**** Excerpted data
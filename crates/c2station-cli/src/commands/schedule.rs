use std::collections::BTreeSet;

use chrono::{DateTime, Utc};
use clap::Subcommand;
use c2station_core::schedule::CallState;
use c2station_core::{
    data_dir, Config, ConsoleLock, DeviceStore, OpType, OperationStore, ScheduleEngine,
    ScheduleRequest, ScheduledOperation,
};

#[derive(Subcommand)]
pub enum ScheduleAction {
    /// Schedule a recording
    Add {
        device: String,
        /// audio or video
        #[arg(value_parser = parse_op_type)]
        kind: OpType,
        /// Start time, RFC 3339 (e.g. 2026-10-16T09:00:00Z)
        #[arg(value_parser = parse_start)]
        at: DateTime<Utc>,
        /// Duration in minutes
        #[arg(allow_negative_numbers = true)]
        minutes: i64,
        #[arg(long)]
        note: Option<String>,
    },
    /// List scheduled recordings, earliest first
    List {
        #[arg(long)]
        device: Option<String>,
        /// Output as JSON
        #[arg(long)]
        json: bool,
    },
    /// Cancel a pending recording
    Cancel { id: String },
    /// Drop finished recordings older than the retention period
    Prune,
}

fn parse_op_type(s: &str) -> Result<OpType, String> {
    s.parse()
}

fn parse_start(s: &str) -> Result<DateTime<Utc>, String> {
    DateTime::parse_from_rfc3339(s)
        .map(|ts| ts.with_timezone(&Utc))
        .map_err(|e| format!("'{s}' is not an RFC 3339 timestamp: {e}"))
}

pub fn run(action: ScheduleAction) -> Result<(), Box<dyn std::error::Error>> {
    // A running console owns operations.json and would overwrite edits made
    // here; it takes the same changes as stdin commands instead.
    if !matches!(action, ScheduleAction::List { .. }) {
        ConsoleLock::ensure_free(&data_dir()?)?;
    }
    let config = Config::load()?;
    let store = OperationStore::open_default()?;
    let now = Utc::now();
    let mut engine = ScheduleEngine::restore(store.load()?, now);

    match action {
        ScheduleAction::Add {
            device,
            kind,
            at,
            minutes,
            note,
        } => {
            let known: BTreeSet<String> = DeviceStore::open_default()?
                .load()?
                .into_iter()
                .map(|seed| seed.id)
                .collect();
            let mut request = ScheduleRequest::new(device, kind, at, minutes);
            request.note = note;
            let op = engine.schedule(request, &known, now)?;
            store.save(&engine.list())?;
            println!("{}", op.id);
        }
        ScheduleAction::List { device, json } => {
            let ops = match device.as_deref() {
                Some(id) => engine.list_for_device(id),
                None => engine.list(),
            };
            if json {
                println!("{}", serde_json::to_string_pretty(&ops)?);
            } else if ops.is_empty() {
                println!("no scheduled recordings");
            } else {
                for op in &ops {
                    println!("{}", format_row(op));
                }
            }
        }
        ScheduleAction::Cancel { id } => {
            let op = engine.cancel(&id)?;
            store.save(&engine.list())?;
            println!("cancelled {}", op.id);
        }
        ScheduleAction::Prune => {
            let pruned = engine.prune(now, config.retention());
            store.save(&engine.list())?;
            println!(
                "pruned {pruned} operations older than {} days",
                config.schedule.retention_days
            );
        }
    }
    Ok(())
}

fn format_row(op: &ScheduledOperation) -> String {
    let remote = match (op.remote.start, op.remote.stop) {
        (_, CallState::Confirmed) => "stopped",
        (CallState::Confirmed, _) => "recording",
        (CallState::Failed, _) | (_, CallState::Failed) => "remote error",
        (CallState::InFlight, _) | (_, CallState::InFlight) => "waiting",
        _ => "",
    };
    format!(
        "{:<40} {:<16} {:<5} {} {:>4}m  {:<9} {}{}",
        op.id,
        op.device_id,
        op.op_type,
        op.scheduled_at.format("%Y-%m-%d %H:%M"),
        op.duration_minutes,
        op.status,
        remote,
        op.note
            .as_deref()
            .map(|n| format!("  ({n})"))
            .unwrap_or_default()
    )
}
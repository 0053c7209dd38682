//! Device records, signal events and the presence read surface.

use chrono::{DateTime, Utc};
use serde::{Deserialize, Serialize};
use serde_json::Value;

#[derive(Debug, Clone, Copy, PartialEq, Eq, Serialize, Deserialize)]
pub enum PresenceState {
    Online,
    Offline,
}

impl std::fmt::Display for PresenceState {
    fn fmt(&self, f: &mut std::fmt::Formatter<'_>) -> std::fmt::Result {
        f.pad(match self {
            PresenceState::Online => "Online",
            PresenceState::Offline => "Offline",
        })
    }
}

/// What is known about a device's most recent signal.
#[derive(Debug, Clone, PartialEq, Eq, Serialize, Deserialize)]
#[serde(rename_all = "camelCase")]
pub enum LastSignal {
    Never,
    /// A timestamp was recorded but could not be parsed.
    Unparsable(String),
    At(DateTime<Utc>),
}

impl LastSignal {
    /// Parse a persisted timestamp, keeping garbage distinguishable from absence.
    pub fn parse(raw: Option<&str>) -> Self {
        match raw.map(str::trim) {
            None | Some("") => LastSignal::Never,
            Some(s) => match parse_timestamp(s) {
                Some(ts) => LastSignal::At(ts),
                None => LastSignal::Unparsable(s.to_string()),
            },
        }
    }

    pub fn at(&self) -> Option<DateTime<Utc>> {
        match self {
            LastSignal::At(ts) => Some(*ts),
            _ => None,
        }
    }

    /// Raw form for persistence; unparsable input is written back untouched.
    pub fn to_raw(&self) -> Option<String> {
        match self {
            LastSignal::Never => None,
            LastSignal::Unparsable(raw) => Some(raw.clone()),
            LastSignal::At(ts) => Some(ts.to_rfc3339()),
        }
    }
}

/// Accepts RFC 3339 as well as the zone-less `YYYY-MM-DDTHH:MM:SS[.fff]`
/// form (read as UTC).
pub fn parse_timestamp(raw: &str) -> Option<DateTime<Utc>> {
    if let Ok(ts) = DateTime::parse_from_rfc3339(raw) {
        return Some(ts.with_timezone(&Utc));
    }
    chrono::NaiveDateTime::parse_from_str(raw, "%Y-%m-%dT%H:%M:%S%.f")
        .or_else(|_| chrono::NaiveDateTime::parse_from_str(raw, "%Y-%m-%d %H:%M:%S%.f"))
        .ok()
        .map(|naive| naive.and_utc())
}

#[derive(Debug, Clone, PartialEq, Serialize, Deserialize)]
#[serde(rename_all = "camelCase")]
pub struct LocationSample {
    #[serde(default, skip_serializing_if = "Option::is_none")]
    pub lat: Option<f64>,
    #[serde(default, skip_serializing_if = "Option::is_none")]
    pub lng: Option<f64>,
    #[serde(default, skip_serializing_if = "Option::is_none")]
    pub address: Option<String>,
    /// Claimed sample time (falls back to reception time).
    pub timestamp: DateTime<Utc>,
}

/// A device as tracked by the presence tracker.
#[derive(Debug, Clone, PartialEq, Serialize)]
#[serde(rename_all = "camelCase")]
pub struct Device {
    pub id: String,
    #[serde(skip_serializing_if = "Option::is_none")]
    pub name: Option<String>,
    pub last_signal: LastSignal,
    pub presence_state: PresenceState,
    #[serde(skip_serializing_if = "Option::is_none")]
    pub location: Option<LocationSample>,
}

impl Device {
    pub(crate) fn unseen(id: String) -> Self {
        Self {
            id,
            name: None,
            last_signal: LastSignal::Never,
            presence_state: PresenceState::Offline,
            location: None,
        }
    }

    pub fn view(&self) -> PresenceView {
        PresenceView {
            device_id: self.id.clone(),
            presence_state: self.presence_state,
            last_signal_at: self.last_signal.at(),
        }
    }

    pub fn to_seed(&self) -> DeviceSeed {
        DeviceSeed {
            id: self.id.clone(),
            name: self.name.clone(),
            last_signal_at: self.last_signal.to_raw(),
            location: self.location.clone(),
        }
    }
}

/// Read surface handed to the rendering layer.
#[derive(Debug, Clone, PartialEq, Eq, Serialize, Deserialize)]
#[serde(rename_all = "camelCase")]
pub struct PresenceView {
    pub device_id: String,
    pub presence_state: PresenceState,
    pub last_signal_at: Option<DateTime<Utc>>,
}

/// Incoming signal from the ingestion path.
#[derive(Debug, Clone, Default, PartialEq, Serialize, Deserialize)]
#[serde(rename_all = "camelCase")]
pub struct SignalEvent {
    pub device_id: String,
    #[serde(default)]
    pub lat: Option<f64>,
    #[serde(default)]
    pub lng: Option<f64>,
    #[serde(default)]
    pub address: Option<String>,
    /// Claimed sample time, ISO-8601. Kept for display only.
    #[serde(default)]
    pub timestamp: Option<String>,
}

impl SignalEvent {
    pub fn heartbeat(device_id: impl Into<String>) -> Self {
        Self {
            device_id: device_id.into(),
            ..Self::default()
        }
    }

    pub fn at_position(device_id: impl Into<String>, lat: f64, lng: f64) -> Self {
        Self {
            device_id: device_id.into(),
            lat: Some(lat),
            lng: Some(lng),
            ..Self::default()
        }
    }

    /// Non-finite coordinates are dropped rather than stored.
    pub(crate) fn coordinates(&self) -> (Option<f64>, Option<f64>) {
        (
            self.lat.filter(|v| v.is_finite()),
            self.lng.filter(|v| v.is_finite()),
        )
    }

    pub(crate) fn carries_location(&self) -> bool {
        let (lat, lng) = self.coordinates();
        lat.is_some() || lng.is_some() || self.address.as_deref().is_some_and(|a| !a.is_empty())
    }
}

/// Persisted form of a device, as found in the registry.
#[derive(Debug, Clone, PartialEq, Serialize, Deserialize)]
#[serde(rename_all = "camelCase")]
pub struct DeviceSeed {
    pub id: String,
    #[serde(default, skip_serializing_if = "Option::is_none")]
    pub name: Option<String>,
    #[serde(default)]
    pub last_signal_at: Option<String>,
    #[serde(default, skip_serializing_if = "Option::is_none")]
    pub location: Option<LocationSample>,
}

impl DeviceSeed {
    pub fn new(id: impl Into<String>) -> Self {
        Self {
            id: id.into(),
            name: None,
            last_signal_at: None,
            location: None,
        }
    }

    pub fn with_last_signal(mut self, raw: impl Into<String>) -> Self {
        self.last_signal_at = Some(raw.into());
        self
    }

    /// Build a seed from a device record returned by the console API.
    ///
    /// Servers disagree on field names, so the usual aliases are tried in
    /// order. Records without an id are skipped.
    pub fn from_remote(record: &Value) -> Option<Self> {
        let id = string_field(record, &["device_id", "deviceId", "id"])?;
        let name = string_field(
            record,
            &["admin_assigned_name", "display_name", "device_name", "name"],
        );
        let last_signal_at = string_field(
            record,
            &["lastSeen", "last_seen", "last_updated", "updated_at"],
        );
        let location = record.get("lastKnownLocation").and_then(|loc| {
            let timestamp = loc
                .get("timestamp")
                .and_then(Value::as_str)
                .and_then(parse_timestamp)?;
            Some(LocationSample {
                lat: loc.get("lat").and_then(Value::as_f64),
                lng: loc.get("lng").and_then(Value::as_f64),
                address: loc.get("address").and_then(Value::as_str).map(String::from),
                timestamp,
            })
        });

        Some(Self {
            id,
            name,
            last_signal_at,
            location,
        })
    }

    /// Fold a fresher record for the same device into this one.
    ///
    /// Names from `other` win when present. Signal and location keep
    /// whichever side is more recent; an unparsable local timestamp loses
    /// to any parsable one.
    pub fn merge(&mut self, other: DeviceSeed) {
        if other.name.is_some() {
            self.name = other.name;
        }

        let ours = LastSignal::parse(self.last_signal_at.as_deref()).at();
        let theirs = LastSignal::parse(other.last_signal_at.as_deref()).at();
        match (ours, theirs) {
            (Some(a), Some(b)) if b > a => self.last_signal_at = other.last_signal_at,
            (None, Some(_)) => self.last_signal_at = other.last_signal_at,
            _ => {}
        }

        if let Some(theirs) = other.location {
            let newer = self
                .location
                .as_ref()
                .map_or(true, |ours| theirs.timestamp > ours.timestamp);
            if newer {
                self.location = Some(theirs);
            }
        }
    }
}

fn string_field(record: &Value, keys: &[&str]) -> Option<String> {
    keys.iter().find_map(|key| match record.get(*key)? {
        Value::String(s) if !s.trim().is_empty() => Some(s.trim().to_string()),
        Value::Number(n) => Some(n.to_string()),
        _ => None,
    })
}

#[cfg(test)]
mod tests {
    use super::*;
    use serde_json::json;

    #[test]
    fn last_signal_distinguishes_absent_and_garbage() {
        assert_eq!(LastSignal::parse(None), LastSignal::Never);
        assert_eq!(LastSignal::parse(Some("  ")), LastSignal::Never);
        assert_eq!(
            LastSignal::parse(Some("yesterday-ish")),
            LastSignal::Unparsable("yesterday-ish".into())
        );
        assert!(LastSignal::parse(Some("2026-10-16T09:00:00Z")).at().is_some());
        assert!(LastSignal::parse(Some("2026-10-16T09:00:00.123")).at().is_some());
    }

    #[test]
    fn signal_event_uses_camel_case_wire_names() {
        let ev: SignalEvent = serde_json::from_value(json!({
            "deviceId": "D1", "lat": 1.5, "lng": 2.5, "timestamp": "2026-10-16T09:00:00Z"
        }))
        .unwrap();
        assert_eq!(ev.device_id, "D1");
        assert!(ev.carries_location());
        assert!(!SignalEvent::heartbeat("D1").carries_location());
    }

    #[test]
    fn non_finite_coordinates_are_dropped() {
        let ev = SignalEvent {
            device_id: "D1".into(),
            lat: Some(f64::NAN),
            ..SignalEvent::default()
        };
        assert_eq!(ev.coordinates(), (None, None));
        assert!(!ev.carries_location());
    }

    #[test]
    fn seed_from_remote_tries_aliases() {
        let seed = DeviceSeed::from_remote(&json!({
            "device_id": "abc",
            "device_name": "Pixel",
            "last_seen": "2026-10-16T08:59:00Z",
            "lastKnownLocation": {"lat": 1.0, "lng": 2.0, "timestamp": "2026-10-16T08:58:00Z"}
        }))
        .unwrap();
        assert_eq!(seed.id, "abc");
        assert_eq!(seed.name.as_deref(), Some("Pixel"));
        assert_eq!(seed.last_signal_at.as_deref(), Some("2026-10-16T08:59:00Z"));
        assert_eq!(seed.location.unwrap().lat, Some(1.0));

        assert!(DeviceSeed::from_remote(&json!({"name": "no id"})).is_none());
    }

    #[test]
    fn merge_keeps_most_recent_signal() {
        let mut local = DeviceSeed::new("D1").with_last_signal("2026-10-16T09:00:00Z");
        local.merge(DeviceSeed {
            name: Some("Gate".into()),
            ..DeviceSeed::new("D1").with_last_signal("2026-10-16T08:00:00Z")
        });
        assert_eq!(local.name.as_deref(), Some("Gate"));
        assert_eq!(local.last_signal_at.as_deref(), Some("2026-10-16T09:00:00Z"));

        let mut garbage = DeviceSeed::new("D2").with_last_signal("??");
        garbage.merge(DeviceSeed::new("D2").with_last_signal("2026-10-16T08:00:00Z"));
        assert_eq!(garbage.last_signal_at.as_deref(), Some("2026-10-16T08:00:00Z"));
        assert!(garbage.name.is_none());
    }

    #[test]
    fn presence_view_serializes_null_timestamp() {
        let device = Device::unseen("D9".into());
        let json = serde_json::to_value(device.view()).unwrap();
        assert_eq!(
            json,
            json!({"deviceId": "D9", "presenceState": "Offline", "lastSignalAt": null})
        );
    }
}
use serde::{Deserialize, Serialize};
use std::path::{Component, Path, PathBuf};

pub type SongId = u64;
pub type AlbumId = u64;

/// One indexed track. Immutable once built; replaced wholesale on re-tag.
#[derive(Clone, Debug, PartialEq, Serialize, Deserialize)]
pub struct Song {
    pub id: SongId,
    pub path: String,
    pub title: String,
    pub duration_ms: u32,
    pub track_no: Option<u16>,
    pub disc_no: Option<u16>,
    pub date_modified: u64,
    pub album_id: AlbumId,
    pub album_name: String,
    #[serde(default)]
    pub artist_names: Vec<String>,
}

pub fn stable_song_id(path: &str) -> SongId {
    stable_id(path)
}

/// Album identity: one id per (album artist, album name) pair. Compilations
/// with a shared album artist collapse to one album; identically named
/// albums by different artists stay distinct.
pub fn stable_album_id(album_artist: &str, album_name: &str) -> AlbumId {
    let mut key = String::with_capacity(album_artist.len() + album_name.len() + 1);
    key.push_str(album_artist.trim());
    key.push('\x1f');
    key.push_str(album_name.trim());
    stable_id(&key)
}

fn stable_id(input: &str) -> u64 {
    let hash = blake3::hash(input.as_bytes());
    let mut bytes = [0u8; 8];
    bytes.copy_from_slice(&hash.as_bytes()[..8]);
    u64::from_le_bytes(bytes)
}

/// Normalizes a filesystem path into the canonical string form used as the
/// cache key. Resolves symlinks when the file exists; otherwise falls back
/// to a lexically normalized absolute path.
pub fn canonical_path_string(path: &Path) -> String {
    match std::fs::canonicalize(path) {
        Ok(resolved) => path_to_slash_string(&resolved),
        Err(_) => path_to_slash_string(&lexical_absolute(path)),
    }
}

fn lexical_absolute(path: &Path) -> PathBuf {
    let base = if path.is_absolute() {
        PathBuf::new()
    } else {
        std::env::current_dir().unwrap_or_default()
    };
    let mut out = base;
    for component in path.components() {
        match component {
            Component::CurDir => {}
            Component::ParentDir => {
                out.pop();
            }
            other => out.push(other),
        }
    }
    out
}

fn path_to_slash_string(path: &Path) -> String {
    let parts: Vec<String> = path
        .components()
        .filter(|c| !matches!(c, Component::RootDir))
        .map(|c| c.as_os_str().to_string_lossy().to_string())
        .collect();
    if path.is_absolute() {
        format!("/{}", parts.join("/"))
    } else {
        parts.join("/")
    }
}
********
# What you will do
Copy out each line of the records that holds the string "same".

# Task response
    // here; it takes the same changes as stdin commands instead.
    /// Fold a fresher record for the same device into this one.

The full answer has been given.